** ASSIGNED TASK **
After finding the line with "let mut end = s.len().min(max);" in the data below, set down exactly each line through the one with "the previous boundary.", inclusive, and stop there.

** PROVIDED ENTRIES **
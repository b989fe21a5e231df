// Path: crates/observer/src/lib.rs
#![cfg_attr(
    not(test),
    deny(
        clippy::unwrap_used,
        clippy::expect_used,
        clippy::panic,
        clippy::unimplemented,
        clippy::todo,
        clippy::indexing_slicing
    )
)]

//! # Observer Core
//!
//! The engine of the observer node: entropy and deterministic sampling, epoch
//! resolution, HTTP probing and gateway assessment, report assembly, the
//! publish scheduler and the report pipeline. Everything outside the process
//! is reached through the traits in `observer-api`.

/// Per-gateway ownership and name assessment.
pub mod assessor;
/// The periodic report cycle.
pub mod driver;
/// Chain, random, cached and composite entropy sources.
pub mod entropy;
/// Epoch boundary resolution.
pub mod epochs;
/// Report sinks and the pipeline that chains them.
pub mod pipeline;
/// HTTP resolution prober.
pub mod prober;
/// Report assembly.
pub mod report;
/// Bounded retries.
pub mod retry;
/// Entropy-driven index and byte-range selection.
pub mod sampler;
/// Publish window and observer eligibility.
pub mod scheduler;
/// Entropy-selected names and observers.
pub mod selection;

use std::time::{SystemTime, UNIX_EPOCH};

/// Seconds since the UNIX epoch.
pub(crate) fn now_secs() -> u64 {
    SystemTime::now()
        .duration_since(UNIX_EPOCH)
        .map(|d| d.as_secs())
        .unwrap_or(0)
}

/// Cuts `s` to at most `max` bytes without splitting a character.
pub(crate) fn truncate_utf8(s: &str, max: usize) -> String {
    let mut end = s.len().min(max);
    while !s.is_char_boundary(end) {
        end -= 1;
    }
    s.get(..end).unwrap_or_default().to_string()
}

#[cfg(test)]
mod tests {
    use super::*;

    #[test]
    fn test_truncate_respects_char_boundaries() {
        assert_eq!(truncate_utf8("hello", 10), "hello");
        assert_eq!(truncate_utf8("hello", 3), "hel");
        // 'é' is two bytes; cutting inside it backs off to the previous boundary.
        assert_eq!(truncate_utf8("aé", 2), "a");
    }
}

** RESPONSE AREA **
    let mut end = s.len().min(max);
    while !s.is_char_boundary(end) {
        end -= 1;
    }
    s.get(..end).unwrap_or_default().to_string()
}

#[cfg(test)]
mod tests {
    use super::*;

    #[test]
    fn test_truncate_respects_char_boundaries() {
        assert_eq!(truncate_utf8("hello", 10), "hello");
        assert_eq!(truncate_utf8("hello", 3), "hel");
        // 'é' is two bytes; cutting inside it backs off to the previous boundary.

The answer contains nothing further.